What are the possible side effects of DORAL?

DORAL may cause serious side effects, including:

See “What is the most important information I should know about DORAL?”

· Withdrawal symptoms. You may have withdrawal symptoms if you stop taking DORAL suddenly. Withdrawal symptoms can be serious and include seizures. Mild withdrawal symptoms include a depressed mood and trouble sleeping. Talk to your healthcare provider about slowly stopping DORAL to avoid withdrawal symptoms.

· Other conditions. Call your healthcare provider if your insomnia worsens or is not better within 7 to 10 days. This may mean that there is another condition causing your sleep problem.

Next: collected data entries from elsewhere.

//! Mailbox operations: delivery, read state, and terminal resolution.

use crate::{
    identity::domain::UserId,
    notification::{
        domain::{
            NewNotification, Notification, NotificationId, NotificationKind, NotificationUpdate,
        },
        ports::{NotificationRepository, NotificationRepositoryError},
    },
};
use mockable::Clock;
use std::sync::Arc;
use thiserror::Error;
use tracing::{debug, info};
use uuid::Uuid;

/// Service-level errors for notification operations.
#[derive(Debug, Error)]
pub enum NotificationServiceError {
    /// Repository operation failed.
    #[error(transparent)]
    Repository(#[from] NotificationRepositoryError),
}

/// Result type for notification service operations.
pub type NotificationResult<T> = Result<T, NotificationServiceError>;

/// Notification mailbox service.
#[derive(Clone)]
pub struct NotificationService<R, C>
where
    R: NotificationRepository,
    C: Clock + Send + Sync,
{
    notifications: Arc<R>,
    clock: Arc<C>,
}

impl<R, C> NotificationService<R, C>
where
    R: NotificationRepository,
    C: Clock + Send + Sync,
{
    /// Creates a new notification service.
    #[must_use]
    pub const fn new(notifications: Arc<R>, clock: Arc<C>) -> Self {
        Self {
            notifications,
            clock,
        }
    }

    /// Stamps and stores an unread notification.
    ///
    /// # Errors
    ///
    /// Returns [`NotificationServiceError::Repository`] when persistence
    /// fails.
    pub async fn create_notification(
        &self,
        notification: NewNotification,
    ) -> NotificationResult<Notification> {
        let stored = notification.into_notification(self.clock.utc());
        self.notifications.store(&stored).await?;
        info!(
            notification_id = %stored.id(),
            user_id = %stored.user_id(),
            kind = %stored.kind(),
            "delivered notification"
        );
        Ok(stored)
    }

    /// Marks one notification as read.
    ///
    /// Returns `Ok(None)` when the notification does not exist.
    ///
    /// # Errors
    ///
    /// Returns [`NotificationServiceError::Repository`] when persistence
    /// fails.
    pub async fn mark_as_read(
        &self,
        notification_id: NotificationId,
    ) -> NotificationResult<Option<Notification>> {
        self.modify(notification_id, Notification::mark_read).await
    }

    /// Marks every unread notification of `user_id` as read.
    ///
    /// Returns how many notifications changed.
    ///
    /// # Errors
    ///
    /// Returns [`NotificationServiceError::Repository`] when persistence
    /// fails.
    pub async fn mark_all_as_read(&self, user_id: UserId) -> NotificationResult<usize> {
        let mut changed = 0;
        for mut notification in self.notifications.list_all().await? {
            if notification.user_id() != user_id || notification.is_read() {
                continue;
            }
            notification.mark_read();
            self.notifications.update(&notification).await?;
            changed += 1;
        }
        debug!(user_id = %user_id, changed, "marked notifications as read");
        Ok(changed)
    }

    /// Deletes a notification, returning it when it existed.
    ///
    /// # Errors
    ///
    /// Returns [`NotificationServiceError::Repository`] when persistence
    /// fails.
    pub async fn delete_notification(
        &self,
        notification_id: NotificationId,
    ) -> NotificationResult<Option<Notification>> {
        let removed = self.notifications.remove(notification_id).await?;
        if removed.is_some() {
            debug!(notification_id = %notification_id, "deleted notification");
        }
        Ok(removed)
    }

    /// Merges a partial update.
    ///
    /// Returns `Ok(None)` when the notification does not exist.
    ///
    /// # Errors
    ///
    /// Returns [`NotificationServiceError::Repository`] when persistence
    /// fails.
    pub async fn update_notification(
        &self,
        notification_id: NotificationId,
        update: NotificationUpdate,
    ) -> NotificationResult<Option<Notification>> {
        self.modify(notification_id, |notification| notification.apply(update))
            .await
    }

    /// Converts an actionable notification into a terminal one: the message
    /// and kind are replaced, the payload is cleared and it is marked read.
    ///
    /// Returns `Ok(None)` when the notification does not exist.
    ///
    /// # Errors
    ///
    /// Returns [`NotificationServiceError::Repository`] when persistence
    /// fails.
    pub async fn resolve(
        &self,
        notification_id: NotificationId,
        message: impl Into<String> + Send,
        kind: NotificationKind,
    ) -> NotificationResult<Option<Notification>> {
        let text = message.into();
        self.modify(notification_id, |notification| {
            notification.resolve(text, kind);
        })
        .await
    }

    /// Returns the notifications addressed to `user_id`, newest first.
    ///
    /// # Errors
    ///
    /// Returns [`NotificationServiceError::Repository`] when lookup fails.
    pub async fn get_user_notifications(
        &self,
        user_id: UserId,
    ) -> NotificationResult<Vec<Notification>> {
        let mut mailbox: Vec<Notification> = self
            .notifications
            .list_all()
            .await?
            .into_iter()
            .rev()
            .filter(|notification| notification.user_id() == user_id)
            .collect();
        mailbox.sort_by(|left, right| right.timestamp().cmp(&left.timestamp()));
        Ok(mailbox)
    }

    /// Counts unread notifications addressed to `user_id`.
    ///
    /// # Errors
    ///
    /// Returns [`NotificationServiceError::Repository`] when lookup fails.
    pub async fn get_unread_count(&self, user_id: UserId) -> NotificationResult<usize> {
        let notifications = self.notifications.list_all().await?;
        Ok(notifications
            .iter()
            .filter(|notification| notification.user_id() == user_id && !notification.is_read())
            .count())
    }

    /// Finds the assignment notice that still points at `task_id`.
    ///
    /// # Errors
    ///
    /// Returns [`NotificationServiceError::Repository`] when lookup fails.
    pub async fn find_by_task(&self, task_id: Uuid) -> NotificationResult<Option<Notification>> {
        let notifications = self.notifications.list_all().await?;
        Ok(notifications
            .into_iter()
            .find(|notification| notification.concerns_task(task_id)))
    }

    /// Finds a notification by identifier.
    ///
    /// # Errors
    ///
    /// Returns [`NotificationServiceError::Repository`] when lookup fails.
    pub async fn get_notification(
        &self,
        notification_id: NotificationId,
    ) -> NotificationResult<Option<Notification>> {
        Ok(self.notifications.find_by_id(notification_id).await?)
    }

    /// Returns every notification in delivery order.
    ///
    /// # Errors
    ///
    /// Returns [`NotificationServiceError::Repository`] when lookup fails.
    pub async fn list_all(&self) -> NotificationResult<Vec<Notification>> {
        Ok(self.notifications.list_all().await?)
    }

    async fn modify(
        &self,
        notification_id: NotificationId,
        change: impl FnOnce(&mut Notification) + Send,
    ) -> NotificationResult<Option<Notification>> {
        let Some(mut notification) = self.notifications.find_by_id(notification_id).await? else {
            return Ok(None);
        };
        change(&mut notification);
        self.notifications.update(&notification).await?;
        debug!(notification_id = %notification_id, read = notification.is_read(), "updated notification");
        Ok(Some(notification))
    }
}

· Severe allergic reactions. Symptoms include swelling of the tongue or throat, and trouble breathing. Other symptoms may include nausea and vomiting. Get emergency medical help right away if you have these symptoms after taking DORAL.

· Abnormal thoughts and behavior. Symptoms include more outgoing or aggressive behavior than normal, confusion, agitation, hallucinations, worsening of depression, and suicidal thoughts.

· Depression. Pre-existing depression may emerge or worsen during use of benzodiazepines including DORAL.

· Abuse and dependence. Taking DORAL can cause physical and psychological dependence. Physical and psychological dependence is not the same as drug addiction. Your healthcare provider can tell you more about the differences between physical and psychological dependence and drug addiction.